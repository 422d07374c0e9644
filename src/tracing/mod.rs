//! The [`tracing-subscriber`][`ts`] [`Layer`][ts::Layer] that feeds [`tracing`][mod@t] events to a [`JsonMapFormatter`][struct@crate::formatter::JsonMapFormatter].

mod field_record;
mod jsonmap_layer;

pub use field_record::FieldRecord;
pub use jsonmap_layer::Layer as JsonMapLayer;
══════════
* [Exercise]:
Copy out the records above exactly.

* [Reply]:
repository 422d07374c0e9644
filename src/tracing/mod.rs
//! The [`tracing-subscriber`][`ts`] [`Layer`][ts::Layer] that feeds [`tracing`][mod@t] events to a [`JsonMapFormatter`][struct@crate::formatter::JsonMapFormatter].

mod field_record;
mod jsonmap_layer;

pub use field_record::FieldRecord;
pub use jsonmap_layer::Layer as JsonMapLayer;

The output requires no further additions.